County employee Donella Clark clarified:
The code changes do not make it so you cannot build in the floodplain. Those rules are the same as they were.
The change of the flood levels had been adopted by FEMA and was already being done during development. You are required to account for storage on your property if you change the flood level so that it does not push it downstream.
Meanwhile, the cost of feeding drug users at the Harm Reduction Center continues rising—from $189.31 in March to $239.92 this week.
Also on the agenda: A resolution opposing new offshore oil and gas leasing. There is still no resolution from the Commissioners rejecting the Marine Resource Committee’s position that residents of 3 Crabs should be removed from their land. Once again, the commissioners engage in performative national politics while ignoring issues in their own backyard.
Water crisis or manufactured scarcity?
As drought conditions are declared statewide and the Charter Review Commission pushes for a “Water Steward,” some numbers tell a different story. An image from the Seabrook Development presentation held at the 7 Cedars Casino estimates that even if population doubles by 2041, water use will only reach 62% of capacity.
In the meantime, the Jamestown Tribe has quietly renamed its training center, the “Water Utilities” building—just down the road from the proposed 600-home Seabrook development.
The CC Watchdog Podcast
Are you listening to the Clallam County Watchdog podcast? It’s definitely unedited and reminds the consumer that above all, this is opinion—not news. I answer listener questions, debut a new intro song each week, and still haven’t invested in better audio equipment. Just two weeks in, we’re already nearing 50,000 downloads, with daily downloads creeping toward 10,000.

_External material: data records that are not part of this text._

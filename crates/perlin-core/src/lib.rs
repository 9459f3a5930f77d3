//! Perlin Core - HD account derivation for contract deployment
//!
//! This crate turns a BIP-39 mnemonic and an account index into an Ethereum
//! address and private key, following the BIP-32/BIP-44 derivation used by
//! common wallet tooling (`m/44'/60'/0'/0/{index}`).
//!
//! ```no_run
//! let account = perlin_core::derive(
//!     "abandon abandon abandon abandon abandon abandon abandon abandon abandon abandon abandon about",
//!     0,
//!     perlin_core::PathTemplate::ETHEREUM,
//! )?;
//! println!("{}", account.address());
//! # Ok::<(), perlin_core::CoreError>(())
//! ```

pub mod address;
pub mod deriver;
pub mod error;
pub mod hd;
pub mod mnemonic;
pub mod path;

pub use address::Address;
pub use deriver::{derive, DerivedAccount, HdAccountDeriver};
pub use error::{CoreError, Result};
pub use hd::ExtendedPrivateKey;
pub use mnemonic::{Mnemonic, Seed};
pub use path::{AccountIndex, ChildNumber, DerivationPath, PathTemplate, HARDENED_OFFSET};

/// BIP-44 purpose field
pub const BIP44_PURPOSE: u32 = 44;

/// SLIP-44 coin type for Ethereum
pub const ETHEREUM_COIN_TYPE: u32 = 60;
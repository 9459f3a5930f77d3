//! Account listings for operators

use std::fmt;

use perlin_core::{Address, DerivedAccount, DerivationPath};
use serde::Serialize;
use zeroize::Zeroizing;

/// One derived account as printed by the CLI
///
/// The private key is only present when the operator explicitly asked for it,
/// and is wiped when the record is dropped.
#[derive(Clone, PartialEq, Eq, Serialize)]
pub struct AccountRecord {
    pub index: u32,
    pub path: DerivationPath,
    pub address: Address,
    #[serde(skip_serializing_if = "Option::is_none")]
    pub private_key: Option<Zeroizing<String>>,
}

impl AccountRecord {
    pub fn new(account: &DerivedAccount, reveal_private_key: bool) -> Self {
        Self {
            index: account.index().get(),
            path: account.path().clone(),
            address: account.address(),
            private_key: reveal_private_key
                .then(|| Zeroizing::new(account.private_key_hex().to_string())),
        }
    }
}

impl fmt::Debug for AccountRecord {
    fn fmt(&self, f: &mut fmt::Formatter<'_>) -> fmt::Result {
        f.debug_struct("AccountRecord")
            .field("index", &self.index)
            .field("path", &self.path)
            .field("address", &self.address)
            .field(
                "private_key",
                &self.private_key.as_ref().map(|_| "[REDACTED]"),
            )
            .finish()
    }
}

#[cfg(test)]
mod tests {
    use super::*;
    use perlin_core::PathTemplate;

    const TEST_MNEMONIC: &str = "abandon abandon abandon abandon abandon abandon \
                                 abandon abandon abandon abandon abandon about";
    const TEST_PRIVATE_KEY: &str =
        "1ab42cc412b618bdea3a599e3c9bae199ebf030895b039e9db1e30dafb12b727";

    #[test]
    fn test_private_key_hidden_by_default() {
        let account = perlin_core::derive(TEST_MNEMONIC, 0, PathTemplate::ETHEREUM).unwrap();
        let record = AccountRecord::new(&account, false);
        let json = serde_json::to_string(&record).unwrap();
        assert!(!json.contains("private_key"));
        assert!(json.contains("0x9858EfFD232B4033E47d90003D41EC34EcaEda94"));
    }

    #[test]
    fn test_private_key_revealed_on_request() {
        let account = perlin_core::derive(TEST_MNEMONIC, 0, PathTemplate::ETHEREUM).unwrap();
        let record = AccountRecord::new(&account, true);
        assert_eq!(
            record.private_key.as_ref().map(|key| key.as_str()),
            Some(TEST_PRIVATE_KEY)
        );

        // Serialized as a plain string field
        let value: serde_json::Value = serde_json::to_value(&record).unwrap();
        assert_eq!(value["private_key"], TEST_PRIVATE_KEY);
    }

    #[test]
    fn test_debug_redacts_revealed_key() {
        let account = perlin_core::derive(TEST_MNEMONIC, 0, PathTemplate::ETHEREUM).unwrap();
        let record = AccountRecord::new(&account, true);
        let dbg = format!("{:?}", record);
        assert!(dbg.contains("[REDACTED]"));
        assert!(!dbg.contains(TEST_PRIVATE_KEY));
    }
}
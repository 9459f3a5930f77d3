#![no_main]

use libfuzzer_sys::fuzz_target;
use perlin_core::Mnemonic;

fuzz_target!(|data: &[u8]| {
    if let Ok(s) = std::str::from_utf8(data) {
        if let Ok(mnemonic) = Mnemonic::parse(s) {
            assert!(matches!(mnemonic.word_count(), 12 | 15 | 18 | 21 | 24));

            // Normalised phrase parses to the same mnemonic
            let again = Mnemonic::parse(mnemonic.phrase()).unwrap();
            assert_eq!(again, mnemonic);
        }
    }
});
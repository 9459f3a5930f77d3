//! Perlin Deploy - CLI for planning the PerlinRoboAdvisorV1 deployment

use clap::{Parser, Subcommand};
use std::path::PathBuf;
use tracing::{info, warn};
use tracing_subscriber::{layer::SubscriberExt, util::SubscriberInitExt};

use perlin_core::{HdAccountDeriver, PathTemplate};
use perlin_deploy::{AccountRecord, DeployConfig, DeploymentPlan, MnemonicSource};

/// Perlin Deploy - account derivation and deployment planning
#[derive(Parser)]
#[command(name = "perlin-deploy")]
#[command(about = "Derive deployer accounts and plan the PerlinRoboAdvisorV1 deployment")]
#[command(version)]
struct Cli {
    #[command(subcommand)]
    command: Commands,
}

#[derive(Subcommand)]
enum Commands {
    /// Derive deployer accounts from the mnemonic
    Derive {
        /// First account index
        #[arg(short, long, default_value_t = 0, allow_negative_numbers = true)]
        index: i64,

        /// Number of consecutive accounts to derive
        #[arg(short = 'n', long, default_value_t = 1)]
        count: u32,

        /// Derivation path template with one {index} slot
        #[arg(long, default_value = PathTemplate::ETHEREUM)]
        path_template: String,

        /// Environment variable holding the mnemonic
        #[arg(long, conflicts_with = "mnemonic_file")]
        mnemonic_env: Option<String>,

        /// File holding the mnemonic
        #[arg(long)]
        mnemonic_file: Option<PathBuf>,

        /// Include private keys in the output (DANGEROUS)
        #[arg(long)]
        show_private_key: bool,
    },

    /// Resolve a deployment config into constructor arguments
    Plan {
        /// Path to deployment config (TOML)
        #[arg(short, long)]
        config: PathBuf,

        /// Write the plan JSON here instead of stdout
        #[arg(short, long)]
        output: Option<PathBuf>,
    },

    /// Write the default Kovan deployment config
    InitConfig {
        /// Output path for the config file
        #[arg(short, long, default_value = "deploy.toml")]
        output: PathBuf,

        /// Overwrite an existing file
        #[arg(long)]
        force: bool,
    },
}

fn main() -> anyhow::Result<()> {
    // Initialize logging (stderr, so stdout stays machine readable)
    tracing_subscriber::registry()
        .with(
            tracing_subscriber::EnvFilter::try_from_default_env()
                .unwrap_or_else(|_| "perlin_deploy=info".into()),
        )
        .with(tracing_subscriber::fmt::layer().with_writer(std::io::stderr))
        .init();

    let cli = Cli::parse();

    match cli.command {
        Commands::Derive {
            index,
            count,
            path_template,
            mnemonic_env,
            mnemonic_file,
            show_private_key,
        } => {
            let source = match (mnemonic_env, mnemonic_file) {
                (_, Some(file)) => MnemonicSource::File(file),
                (Some(var), None) => MnemonicSource::Env(var),
                (None, None) => MnemonicSource::default(),
            };

            let template = PathTemplate::parse(&path_template)?;
            info!(source = %source.describe(), template = %template, "Deriving accounts");
            let mnemonic = source.load()?;

            if show_private_key {
                warn!("Private keys will be printed to stdout. Treat the output as a secret.");
            }

            let accounts = HdAccountDeriver::new(template).derive_range(&mnemonic, index, count)?;
            let records: Vec<AccountRecord> = accounts
                .iter()
                .map(|account| AccountRecord::new(account, show_private_key))
                .collect();

            println!("{}", serde_json::to_string_pretty(&records)?);
        }

        Commands::Plan { config, output } => {
            let config = DeployConfig::load(&config)?;
            let plan = DeploymentPlan::resolve(&config)?;
            let json = plan.to_json()?;

            match output {
                Some(path) => {
                    std::fs::write(&path, &json)?;
                    info!(path = %path.display(), "Deployment plan written");
                }
                None => println!("{}", json),
            }
        }

        Commands::InitConfig { output, force } => {
            if output.exists() && !force {
                anyhow::bail!(
                    "{} already exists. Refusing to overwrite (use --force).",
                    output.display()
                );
            }

            DeployConfig::kovan().save(&output)?;
            info!(path = %output.display(), "Wrote default Kovan deployment config");
        }
    }

    Ok(())
}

Charter Review or comedy show?
If you miss the antics of junior high, tonight’s 5:30 PM Charter Review Commission meeting might be for you. Chairwoman Susan Fisch arrives early to assign seats to make sure she sits next to friends. The Chair of the Water Steward Committee has publicly called me an “asshole”—twice, and now refers to this blog as “Clallam County Crotchdog.”
Following a CC Watchdog critique of the Water Steward position, one commissioner called for me to control the messaging to my “people.” This inspired a new t-shirt: “Tozzer People,” playing off “T.P.” and featuring a cartoon toilet paper roll with the caption, “This is how I roll.”
Never a dull moment at the courthouse.